Headsets to Hearables: How Did We Get Here?
Posted by Jenny Plunkett
Only for specific jobs
Just a few decades ago, headsets were meant for use only with specific job functions – primarily B2B. They were used as simply extensions of communication devices, reserved for astronauts, mission control engineers, air traffic controllers, call center agents, fire fighters, etc. who all had mission critical communication to convey while their hands had to deal with something more important than holding a communication device. In the B2C consumers space you rarely saw anyone wearing headsets in public. The only devices you saw attached to one’s ears were hearing aids.
Tale of two cities: Telephony and music
Most headsets were used for communication purposes, which also referred to as ‘Telephony’ mode. As with most communications, this requires bi-directional audio. Except for serious audiophiles and audio professionals, headsets were not used for music consumption. Any type of half-duplex audio consumption was referred to as ‘Music' mode.
Deskphones and speakerphones
Within the enterprise, a deskphone was the primary communication device for a long time. Speakerphones were becoming a common staple in meeting rooms, facilitating active collaboration amongst geographically distributed team members. So, there were ‘handsets’ but no ‘headsets’ quite yet.
Mobile revolution: Communication and consumption
As the Internet and the browser were taking shape in the early ’90s, deskphones were getting untethered in the form of big and bulky cellular phones. At around the same time, a Body Area Network (BAN) wireless technology called Bluetooth was invented. Its original purpose was simply to replace the cords used for connecting a keyboard and mouse to the personal computer.
As cellular phones were slimming down and becoming more mainstream, scientists figured out how to use Bluetooth radio for short-range full-duplex audio communications as well. Fueled by rapid cell-phone proliferation, along with the need for convenient hands-free communication by enterprise executives and professionals (for whom hands-free communication while being mobile was important), monaural Bluetooth headsets started becoming a loyal companion to cell phones.
While headsets were used with various telephony devices for communications, portable analog music (Sony Walkman, anybody?) started giving way to portable digital music. Cue the iPod era. The portable music players primarily used simple wired speakers on a rope. These early ‘earbuds’ didn’t even have a microphone in them because they were meant solely for audio consumption – not for audio capture.

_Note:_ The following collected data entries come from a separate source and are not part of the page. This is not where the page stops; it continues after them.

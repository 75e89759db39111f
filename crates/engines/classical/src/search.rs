//! Negamax search with alpha-beta pruning

use std::time::Instant;

use chess_core::{Color, GameState, Move, SearchResult};
use serde::{Deserialize, Serialize};
use tracing::{debug, info};

use crate::eval::{score_board, CHECKMATE, STALEMATE};
use crate::ordering::order_moves;

/// Search depth per side, in plies.
#[derive(Debug, Clone, Copy, PartialEq, Eq, Serialize, Deserialize)]
#[serde(default)]
pub struct SearchConfig {
    pub white_depth: u8,
    pub black_depth: u8,
}

impl Default for SearchConfig {
    fn default() -> Self {
        Self {
            white_depth: 4,
            black_depth: 3,
        }
    }
}

impl SearchConfig {
    pub fn depth_for(&self, color: Color) -> u8 {
        match color {
            Color::White => self.white_depth,
            Color::Black => self.black_depth,
        }
    }
}

/// Per-search bookkeeping threaded through the recursion.
#[derive(Debug, Clone)]
pub struct SearchContext {
    /// Depth the root call was made with; the best move is only recorded there.
    pub root_depth: u8,
    pub best_move: Option<Move>,
    pub nodes: u64,
}

impl SearchContext {
    pub fn new(root_depth: u8) -> Self {
        Self {
            root_depth,
            best_move: None,
            nodes: 0,
        }
    }
}

/// Searches the position and returns the best move with its score.
///
/// # Arguments
/// * `state` - The position to search; a private copy is searched
/// * `valid_moves` - Legal moves of `state`, as returned by `get_valid_moves`
/// * `config` - Per-side depth; the side to move picks its own
///
/// # Returns
/// `SearchResult` whose `best_move` is `None` when the list is empty or no
/// move scored above the mated bound. Callers fall back to a random move then.
pub fn find_best_move(
    state: &GameState,
    valid_moves: &[Move],
    config: &SearchConfig,
) -> SearchResult {
    let side = state.side_to_move();
    let depth = config.depth_for(side);
    if valid_moves.is_empty() || depth == 0 {
        return SearchResult::none(depth);
    }

    let start = Instant::now();
    let mut tmp = state.clone();
    let mut moves = valid_moves.to_vec();
    order_moves(&mut moves, &tmp);

    let mut ctx = SearchContext::new(depth);
    let score = find_move_negamax_alpha_beta(
        &mut tmp,
        &moves,
        depth,
        -CHECKMATE,
        CHECKMATE,
        side.multiplier(),
        &mut ctx,
    );

    info!(
        side = ?side,
        depth,
        nodes = ctx.nodes,
        score,
        best = %ctx.best_move.map(|m| m.to_string()).unwrap_or_else(|| "none".into()),
        elapsed = ?start.elapsed(),
        "search finished"
    );

    SearchResult {
        best_move: ctx.best_move,
        score,
        depth,
        nodes: ctx.nodes,
    }
}

/// Recursive negamax search with alpha-beta pruning.
///
/// `valid_moves` must already be ordered. Scores are from the perspective of
/// the side to move; `turn_multiplier` is +1 when that is White. Every move
/// applied here is undone before returning, cutoffs included.
pub fn find_move_negamax_alpha_beta(
    state: &mut GameState,
    valid_moves: &[Move],
    depth: u8,
    mut alpha: i32,
    beta: i32,
    turn_multiplier: i32,
    ctx: &mut SearchContext,
) -> i32 {
    ctx.nodes += 1;
    if depth == 0 {
        return turn_multiplier * score_board(state);
    }

    if valid_moves.is_empty() && depth < ctx.root_depth {
        let king = state.king_location(state.side_to_move());
        return if state.square_under_attack(king) {
            -CHECKMATE
        } else {
            STALEMATE
        };
    }

    let mut best = -CHECKMATE;
    for &mv in valid_moves {
        state.make_move(mv);
        // Leaves never look at their move list
        let next_moves = if depth > 1 {
            let mut next = state.get_valid_moves();
            order_moves(&mut next, state);
            next
        } else {
            Vec::new()
        };
        let score = -find_move_negamax_alpha_beta(
            state,
            &next_moves,
            depth - 1,
            -beta,
            -alpha,
            -turn_multiplier,
            ctx,
        );
        if score > best {
            best = score;
            if depth == ctx.root_depth {
                ctx.best_move = Some(mv);
                debug!(%mv, score, "new best root move");
            }
        }
        state.undo_move();

        alpha = alpha.max(best);
        if beta <= alpha {
            break;
        }
    }

    best
}

#[cfg(test)]
#[path = "search_tests.rs"]
mod search_tests;
impl GameState {
    /// Standard starting position, White to move.
    pub fn new() -> Self {
        let mut board: Board = [[None; 8]; 8];
        let back = [
            PieceKind::Rook,
            PieceKind::Knight,
            PieceKind::Bishop,
            PieceKind::Queen,
            PieceKind::King,
            PieceKind::Bishop,
            PieceKind::Knight,
            PieceKind::Rook,
        ];
        for (col, &kind) in back.iter().enumerate() {
            board[0][col] = Some(Piece::new(Color::Black, kind));
            board[1][col] = Some(Piece::new(Color::Black, PieceKind::Pawn));
            board[6][col] = Some(Piece::new(Color::White, PieceKind::Pawn));
            board[7][col] = Some(Piece::new(Color::White, kind));
        }
        Self::from_parts(
            board,
            Color::White,
            CastleRights::ALL,
            None,
            Square::new(4, 7),
            Square::new(4, 0),
        )
    }

    fn from_parts(
        board: Board,
        side_to_move: Color,
        castle_rights: CastleRights,
        enpassant_possible: Option<Square>,
        white_king_location: Square,
        black_king_location: Square,
    ) -> Self {
        Self {
            board,
            side_to_move,
            white_king_location,
            black_king_location,
            enpassant_possible,
            castle_rights,
            history: Vec::new(),
            in_check: false,
            pins: Vec::new(),
            checks: Vec::new(),
            check_mate: false,
            stale_mate: false,
        }
    }

    /// Set up a position from Forsyth-Edwards Notation. The move clocks are
    /// accepted but not tracked.
    pub fn from_fen(fen: &str) -> Result<Self, FenError> {
        let mut parts = fen.split_whitespace();
        let placement = parts.next().ok_or(FenError::MissingField("placement"))?;
        let side = parts.next().ok_or(FenError::MissingField("side to move"))?;
        let castling = parts.next().unwrap_or("-");
        let ep = parts.next().unwrap_or("-");

        let ranks: Vec<&str> = placement.split('/').collect();
        if ranks.len() != 8 {
            return Err(FenError::RankCount(ranks.len()));
        }

        let mut board: Board = [[None; 8]; 8];
        let mut kings: [Vec<Square>; 2] = [Vec::new(), Vec::new()];
        // FEN lists rank 8 first, which is row 0 here.
        for (row, rank) in ranks.iter().enumerate() {
            let mut col = 0usize;
            for ch in rank.chars() {
                if let Some(d) = ch.to_digit(10) {
                    if d == 0 {
                        return Err(FenError::FileCount {
                            rank: 8 - row,
                            files: col,
                        });
                    }
                    col += d as usize;
                    continue;
                }
                let kind = PieceKind::from_symbol(ch).ok_or(FenError::InvalidPiece(ch))?;
                let color = if ch.is_ascii_uppercase() {
                    Color::White
                } else {
                    Color::Black
                };
                if col >= 8 {
                    return Err(FenError::FileCount {
                        rank: 8 - row,
                        files: col + 1,
                    });
                }
                if kind == PieceKind::King {
                    kings[color as usize].push(Square::new(col as u8, row as u8));
                }
                board[row][col] = Some(Piece::new(color, kind));
                col += 1;
            }
            if col != 8 {
                return Err(FenError::FileCount {
                    rank: 8 - row,
                    files: col,
                });
            }
        }

        let side_to_move = match side {
            "w" => Color::White,
            "b" => Color::Black,
            other => return Err(FenError::InvalidSide(other.to_string())),
        };

        let mut castle_rights = CastleRights::NONE;
        if castling != "-" {
            for c in castling.chars() {
                match c {
                    'K' => castle_rights.white_kingside = true,
                    'Q' => castle_rights.white_queenside = true,
                    'k' => castle_rights.black_kingside = true,
                    'q' => castle_rights.black_queenside = true,
                    other => return Err(FenError::InvalidCastling(other)),
                }
            }
        }

        // The target sits behind a pawn of the side that just moved.
        let enpassant_possible = match ep {
            "-" => None,
            coord => {
                let target_row = side_to_move.other().pawn_rank() as i8
                    + side_to_move.other().forward();
                match Square::from_coord(coord) {
                    Some(sq) if sq.row as i8 == target_row => Some(sq),
                    _ => return Err(FenError::InvalidEnPassant(coord.to_string())),
                }
            }
        };

        let mut king_squares = [Square::new(0, 0); 2];
        for color in [Color::White, Color::Black] {
            let found = &kings[color as usize];
            if found.len() != 1 {
                return Err(FenError::KingCount {
                    color,
                    count: found.len(),
                });
            }
            king_squares[color as usize] = found[0];
        }

        Ok(Self::from_parts(
            board,
            side_to_move,
            castle_rights,
            enpassant_possible,
            king_squares[0],
            king_squares[1],
        ))
    }

    /// Render the position as FEN with zeroed move clocks.
    pub fn fen(&self) -> String {
        let mut out = String::with_capacity(90);
        for (row, rank) in self.board.iter().enumerate() {
            let mut empty = 0;
            for sq in rank {
                match sq {
                    Some(pc) => {
                        if empty > 0 {
                            out.push_str(&empty.to_string());
                            empty = 0;
                        }
                        out.push(pc.fen_char());
                    }
                    None => empty += 1,
                }
            }
            if empty > 0 {
                out.push_str(&empty.to_string());
            }
            if row < 7 {
                out.push('/');
            }
        }

        out.push(' ');
        out.push(match self.side_to_move {
            Color::White => 'w',
            Color::Black => 'b',
        });

        out.push(' ');
        let cr = self.castle_rights;
        let rights: String = [
            (cr.white_kingside, 'K'),
            (cr.white_queenside, 'Q'),
            (cr.black_kingside, 'k'),
            (cr.black_queenside, 'q'),
        ]
        .iter()
        .filter(|(on, _)| *on)
        .map(|(_, c)| *c)
        .collect();
        if rights.is_empty() {
            out.push('-');
        } else {
            out.push_str(&rights);
        }

        out.push(' ');
        match self.enpassant_possible {
            Some(sq) => out.push_str(&sq.to_string()),
            None => out.push('-'),
        }
        out.push_str(" 0 1");
        out
    }

    pub fn board(&self) -> &Board {
        &self.board
    }

    pub fn piece_at(&self, sq: Square) -> Option<Piece> {
        self.board[sq.row as usize][sq.col as usize]
    }

    pub(crate) fn set_piece(&mut self, sq: Square, pc: Option<Piece>) {
        self.board[sq.row as usize][sq.col as usize] = pc;
    }

    pub fn side_to_move(&self) -> Color {
        self.side_to_move
    }

    pub fn white_to_move(&self) -> bool {
        self.side_to_move == Color::White
    }

    pub fn king_location(&self, c: Color) -> Square {
        match c {
            Color::White => self.white_king_location,
            Color::Black => self.black_king_location,
        }
    }

    pub(crate) fn set_king_location(&mut self, c: Color, sq: Square) {
        match c {
            Color::White => self.white_king_location = sq,
            Color::Black => self.black_king_location = sq,
        }
    }

    pub fn castle_rights(&self) -> CastleRights {
        self.castle_rights
    }

    pub fn enpassant_possible(&self) -> Option<Square> {
        self.enpassant_possible
    }

    /// Moves applied so far, oldest first.
    pub fn move_log(&self) -> impl ExactSizeIterator<Item = &Move> + '_ {
        self.history.iter().map(|u| &u.mv)
    }

    pub fn last_move(&self) -> Option<&Move> {
        self.history.last().map(|u| &u.mv)
    }

    /// Whether `target` is attacked by any piece of colour `by`.
    pub fn is_square_attacked(&self, target: Square, by: Color) -> bool {
        let attacker = |s: Square, kinds: &[PieceKind]| {
            self.piece_at(s)
                .is_some_and(|pc| pc.color == by && kinds.contains(&pc.kind))
        };

        // A pawn of `by` attacks from one row behind its direction of travel.
        let back = -by.forward();
        for dc in [-1, 1] {
            if let Some(s) = target.offset(dc, back)
                && attacker(s, &[PieceKind::Pawn])
            {
                return true;
            }
        }

        for (dc, dr) in KNIGHT_JUMPS {
            if let Some(s) = target.offset(dc, dr)
                && attacker(s, &[PieceKind::Knight])
            {
                return true;
            }
        }

        for (dc, dr) in KING_STEPS {
            if let Some(s) = target.offset(dc, dr)
                && attacker(s, &[PieceKind::King])
            {
                return true;
            }
        }

        let rays = [
            (&ORTHOGONAL, [PieceKind::Rook, PieceKind::Queen]),
            (&DIAGONAL, [PieceKind::Bishop, PieceKind::Queen]),
        ];
        for (dirs, sliders) in rays {
            for &(dc, dr) in dirs {
                let mut cur = target.offset(dc, dr);
                while let Some(s) = cur {
                    if self.piece_at(s).is_some() {
                        if attacker(s, &sliders) {
                            return true;
                        }
                        break;
                    }
                    cur = s.offset(dc, dr);
                }
            }
        }

        false
    }

    /// Whether the opponent of the side to move attacks `sq`.
    pub fn square_under_attack(&self, sq: Square) -> bool {
        self.is_square_attacked(sq, self.side_to_move.other())
    }

    /// Apply `mv` in place.
    ///
    /// Precondition: `mv` came from [`GameState::get_valid_moves`] for this exact
    /// position (or was matched against that list). Nothing is validated here; any
    /// other move corrupts the board.
    pub fn make_move(&mut self, mv: Move) {
        debug_assert_eq!(
            self.piece_at(mv.start),
            Some(mv.piece_moved),
            "make_move called with {mv} that does not match the board"
        );

        self.history.push(Undo {
            mv,
            castle_rights: self.castle_rights,
            enpassant_possible: self.enpassant_possible,
        });

        let mover = mv.piece_moved;
        self.set_piece(mv.start, None);
        self.set_piece(mv.end, Some(mover));

        if mover.kind == PieceKind::King {
            self.set_king_location(mover.color, mv.end);
        }

        if mv.is_pawn_promotion {
            self.set_piece(mv.end, Some(Piece::new(mover.color, PieceKind::Queen)));
        }

        // The passed-over square becomes capturable for exactly one ply.
        let double_step = mover.kind == PieceKind::Pawn && mv.start.row.abs_diff(mv.end.row) == 2;
        self.enpassant_possible = if double_step {
            Some(Square::new(mv.start.col, (mv.start.row + mv.end.row) / 2))
        } else {
            None
        };
        if mv.is_enpassant {
            self.set_piece(Square::new(mv.end.col, mv.start.row), None);
        }

        if mv.is_castle {
            let (rook_from, rook_to) = castle_rook_squares(&mv);
            let rook = self.piece_at(rook_from);
            self.set_piece(rook_from, None);
            self.set_piece(rook_to, rook);
        }

        self.update_castle_rights(&mv);
        self.side_to_move = self.side_to_move.other();
    }

    /// Revert the last applied move. Returns it, or `None` (and does nothing)
    /// when there is no history.
    pub fn undo_move(&mut self) -> Option<Move> {
        let undo = self.history.pop()?;
        let mv = undo.mv;

        self.set_piece(mv.start, Some(mv.piece_moved));
        self.set_piece(mv.end, mv.piece_captured);
        if mv.piece_moved.kind == PieceKind::King {
            self.set_king_location(mv.piece_moved.color, mv.start);
        }
        self.side_to_move = self.side_to_move.other();

        if mv.is_enpassant {
            self.set_piece(mv.end, None);
            self.set_piece(Square::new(mv.end.col, mv.start.row), mv.piece_captured);
        }

        if mv.is_castle {
            let (rook_from, rook_to) = castle_rook_squares(&mv);
            let rook = self.piece_at(rook_to);
            self.set_piece(rook_to, None);
            self.set_piece(rook_from, rook);
        }

        self.castle_rights = undo.castle_rights;
        self.enpassant_possible = undo.enpassant_possible;
        self.check_mate = false;
        self.stale_mate = false;
        Some(mv)
    }

    /// Rights are tied to the king and rook home squares: moving from one, or
    /// capturing a rook on one, clears the matching permission.
    fn update_castle_rights(&mut self, mv: &Move) {
        let mover = mv.piece_moved;
        match mover.kind {
            PieceKind::King => self.castle_rights.clear(mover.color),
            PieceKind::Rook => self.castle_rights.clear_rook_square(mover.color, mv.start),
            _ => {}
        }
        if let Some(captured) = mv.piece_captured
            && captured.kind == PieceKind::Rook
        {
            self.castle_rights.clear_rook_square(captured.color, mv.end);
        }
    }
}
//! Error types for the extrato-core library.

use thiserror::Error;

/// Main error type for the extrato library.
#[derive(Error, Debug)]
pub enum ExtratoError {
    /// PDF processing error.
    #[error("PDF error: {0}")]
    Pdf(#[from] PdfError),

    /// Spreadsheet export error.
    #[error("export error: {0}")]
    Export(#[from] ExportError),

    /// Unknown statement layout name.
    #[error(transparent)]
    Layout(#[from] UnknownLayout),

    /// I/O error.
    #[error("I/O error: {0}")]
    Io(#[from] std::io::Error),

    /// Configuration error.
    #[error("configuration error: {0}")]
    Config(String),
}

/// Errors related to PDF processing.
#[derive(Error, Debug)]
pub enum PdfError {
    /// Failed to open/parse the PDF file.
    #[error("failed to parse PDF: {0}")]
    Parse(String),

    /// Failed to extract text from PDF.
    #[error("failed to extract text: {0}")]
    TextExtraction(String),

    /// The PDF is encrypted and cannot be processed.
    #[error("PDF is encrypted")]
    Encrypted,

    /// The PDF is empty or has no pages.
    #[error("PDF has no pages")]
    NoPages,

    /// Invalid page number requested.
    #[error("invalid page number: {0}")]
    InvalidPage(u32),
}

/// Errors raised while writing the consolidated workbook.
#[derive(Error, Debug)]
pub enum ExportError {
    /// The spreadsheet writer rejected the workbook.
    #[error("xlsx: {0}")]
    Xlsx(#[from] rust_xlsxwriter::XlsxError),
}

/// A layout name that does not map to any known statement layout.
#[derive(Error, Debug, Clone, PartialEq, Eq)]
#[error("unknown statement layout: {0}")]
pub struct UnknownLayout(pub String);

/// Result type for the extrato library.
pub type Result<T> = std::result::Result<T, ExtratoError>;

The app economy, softphones and SaaS
Mobile revolution transformed simple communication devices into information exchange devices and then more recently, into mini super computers that have applications to take care of functions served by numerous individual devices like a telephony device, camera, calculator, music player, etc. As narrowband networks gave way to broadband networks for both the wired and wireless worlds, ‘communication’ and ‘media consumption’ began to transform in a significant way as well.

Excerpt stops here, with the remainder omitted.